Collected data:
^^^^^^^^

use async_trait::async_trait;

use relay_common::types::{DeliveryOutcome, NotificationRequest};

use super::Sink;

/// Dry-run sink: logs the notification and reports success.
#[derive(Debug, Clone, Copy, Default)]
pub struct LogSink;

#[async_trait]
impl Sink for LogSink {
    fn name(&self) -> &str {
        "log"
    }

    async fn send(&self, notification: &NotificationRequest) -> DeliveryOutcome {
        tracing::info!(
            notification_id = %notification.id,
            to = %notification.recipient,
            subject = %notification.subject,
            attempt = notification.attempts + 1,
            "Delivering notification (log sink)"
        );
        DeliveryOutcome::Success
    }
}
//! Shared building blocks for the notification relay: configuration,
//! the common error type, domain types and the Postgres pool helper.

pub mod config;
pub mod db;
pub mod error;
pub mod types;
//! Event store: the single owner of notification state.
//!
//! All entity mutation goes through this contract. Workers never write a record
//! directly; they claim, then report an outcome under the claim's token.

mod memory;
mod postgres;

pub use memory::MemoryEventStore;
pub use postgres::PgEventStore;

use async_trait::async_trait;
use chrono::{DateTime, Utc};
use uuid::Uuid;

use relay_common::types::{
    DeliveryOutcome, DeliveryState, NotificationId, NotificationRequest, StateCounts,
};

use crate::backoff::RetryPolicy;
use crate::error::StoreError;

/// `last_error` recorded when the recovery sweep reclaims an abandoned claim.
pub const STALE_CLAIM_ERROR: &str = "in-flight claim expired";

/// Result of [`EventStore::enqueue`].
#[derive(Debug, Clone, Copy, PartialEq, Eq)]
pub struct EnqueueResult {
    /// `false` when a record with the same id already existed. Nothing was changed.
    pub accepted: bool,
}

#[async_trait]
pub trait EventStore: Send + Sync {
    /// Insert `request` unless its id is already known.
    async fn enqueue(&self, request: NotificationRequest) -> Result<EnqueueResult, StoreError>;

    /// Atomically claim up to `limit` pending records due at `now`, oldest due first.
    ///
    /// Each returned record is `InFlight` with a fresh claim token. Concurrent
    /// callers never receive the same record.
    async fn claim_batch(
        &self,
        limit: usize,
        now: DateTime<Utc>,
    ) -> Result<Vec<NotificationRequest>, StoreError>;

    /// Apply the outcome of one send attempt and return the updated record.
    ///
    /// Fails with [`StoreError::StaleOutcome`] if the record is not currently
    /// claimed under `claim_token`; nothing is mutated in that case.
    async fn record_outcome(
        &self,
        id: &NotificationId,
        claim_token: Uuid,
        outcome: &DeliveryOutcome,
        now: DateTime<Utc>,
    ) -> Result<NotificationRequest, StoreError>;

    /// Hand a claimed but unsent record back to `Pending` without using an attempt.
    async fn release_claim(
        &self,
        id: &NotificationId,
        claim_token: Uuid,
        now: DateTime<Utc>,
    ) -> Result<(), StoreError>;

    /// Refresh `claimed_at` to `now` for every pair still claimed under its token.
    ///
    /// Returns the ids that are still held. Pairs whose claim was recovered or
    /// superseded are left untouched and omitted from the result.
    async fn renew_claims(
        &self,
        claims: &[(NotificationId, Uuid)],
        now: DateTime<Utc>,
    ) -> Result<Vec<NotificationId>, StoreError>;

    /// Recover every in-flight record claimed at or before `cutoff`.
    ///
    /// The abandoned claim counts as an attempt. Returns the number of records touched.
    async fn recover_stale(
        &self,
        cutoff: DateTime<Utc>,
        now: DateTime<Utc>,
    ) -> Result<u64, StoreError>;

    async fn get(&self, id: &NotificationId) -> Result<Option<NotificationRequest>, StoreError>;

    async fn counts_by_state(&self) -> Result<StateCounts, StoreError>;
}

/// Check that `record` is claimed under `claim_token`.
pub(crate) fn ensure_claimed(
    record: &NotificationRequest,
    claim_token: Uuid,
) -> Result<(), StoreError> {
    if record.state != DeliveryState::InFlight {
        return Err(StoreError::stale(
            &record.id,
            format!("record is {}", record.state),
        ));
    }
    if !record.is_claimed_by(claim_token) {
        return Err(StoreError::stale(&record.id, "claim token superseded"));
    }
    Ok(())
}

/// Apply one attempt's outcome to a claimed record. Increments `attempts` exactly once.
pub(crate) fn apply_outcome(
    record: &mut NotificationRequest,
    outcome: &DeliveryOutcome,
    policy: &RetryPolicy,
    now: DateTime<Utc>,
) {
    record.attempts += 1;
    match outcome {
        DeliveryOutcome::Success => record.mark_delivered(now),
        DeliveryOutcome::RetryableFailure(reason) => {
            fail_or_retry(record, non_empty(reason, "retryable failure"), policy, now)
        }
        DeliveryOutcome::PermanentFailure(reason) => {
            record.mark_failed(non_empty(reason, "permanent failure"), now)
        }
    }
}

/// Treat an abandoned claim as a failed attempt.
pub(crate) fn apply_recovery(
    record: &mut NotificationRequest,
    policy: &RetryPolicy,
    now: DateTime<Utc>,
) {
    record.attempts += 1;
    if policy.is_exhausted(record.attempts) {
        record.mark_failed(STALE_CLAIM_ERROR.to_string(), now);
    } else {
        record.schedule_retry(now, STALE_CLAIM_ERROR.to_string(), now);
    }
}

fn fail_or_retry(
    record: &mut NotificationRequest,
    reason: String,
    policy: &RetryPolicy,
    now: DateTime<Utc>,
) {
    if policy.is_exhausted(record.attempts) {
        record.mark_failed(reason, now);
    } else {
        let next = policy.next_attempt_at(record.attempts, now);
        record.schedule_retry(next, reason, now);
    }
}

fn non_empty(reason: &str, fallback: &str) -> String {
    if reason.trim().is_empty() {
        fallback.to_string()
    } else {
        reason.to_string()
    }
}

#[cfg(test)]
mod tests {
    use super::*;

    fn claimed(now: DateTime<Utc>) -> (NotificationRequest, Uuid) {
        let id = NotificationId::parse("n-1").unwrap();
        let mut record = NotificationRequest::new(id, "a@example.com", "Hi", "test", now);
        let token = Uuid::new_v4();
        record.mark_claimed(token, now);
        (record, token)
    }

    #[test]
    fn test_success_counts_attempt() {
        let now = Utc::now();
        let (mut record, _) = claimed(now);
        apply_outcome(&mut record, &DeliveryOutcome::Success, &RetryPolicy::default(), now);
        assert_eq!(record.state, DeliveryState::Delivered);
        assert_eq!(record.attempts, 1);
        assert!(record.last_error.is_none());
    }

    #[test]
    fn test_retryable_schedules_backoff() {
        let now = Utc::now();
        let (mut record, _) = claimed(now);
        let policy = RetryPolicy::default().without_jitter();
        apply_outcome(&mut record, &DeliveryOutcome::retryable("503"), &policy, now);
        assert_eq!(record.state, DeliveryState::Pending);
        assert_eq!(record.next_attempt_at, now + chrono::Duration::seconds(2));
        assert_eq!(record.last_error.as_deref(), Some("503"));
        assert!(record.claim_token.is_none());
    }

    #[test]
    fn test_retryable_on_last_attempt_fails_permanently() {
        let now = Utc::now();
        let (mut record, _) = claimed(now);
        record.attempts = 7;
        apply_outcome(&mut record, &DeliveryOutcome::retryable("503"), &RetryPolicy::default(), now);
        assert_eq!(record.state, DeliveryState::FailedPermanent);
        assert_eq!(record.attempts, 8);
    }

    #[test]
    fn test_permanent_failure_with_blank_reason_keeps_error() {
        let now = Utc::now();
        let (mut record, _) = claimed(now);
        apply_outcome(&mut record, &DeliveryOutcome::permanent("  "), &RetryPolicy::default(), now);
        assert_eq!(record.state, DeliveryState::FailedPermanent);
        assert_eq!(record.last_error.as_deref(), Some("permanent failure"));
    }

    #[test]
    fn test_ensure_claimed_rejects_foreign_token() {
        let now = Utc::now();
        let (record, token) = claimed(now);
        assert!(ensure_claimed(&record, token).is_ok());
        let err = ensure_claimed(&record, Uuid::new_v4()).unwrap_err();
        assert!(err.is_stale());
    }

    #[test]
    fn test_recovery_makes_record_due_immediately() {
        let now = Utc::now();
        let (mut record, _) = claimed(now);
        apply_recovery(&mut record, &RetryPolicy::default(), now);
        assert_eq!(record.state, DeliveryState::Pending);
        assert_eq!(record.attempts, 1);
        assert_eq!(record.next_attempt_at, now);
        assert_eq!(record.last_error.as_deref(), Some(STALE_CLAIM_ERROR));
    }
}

^^^^^^^^

| TASK INSTRUCTIONS |
Looking at the data above, give the number of lines that include "never"; add nothing else.

| COMPLETED EXERCISE |
2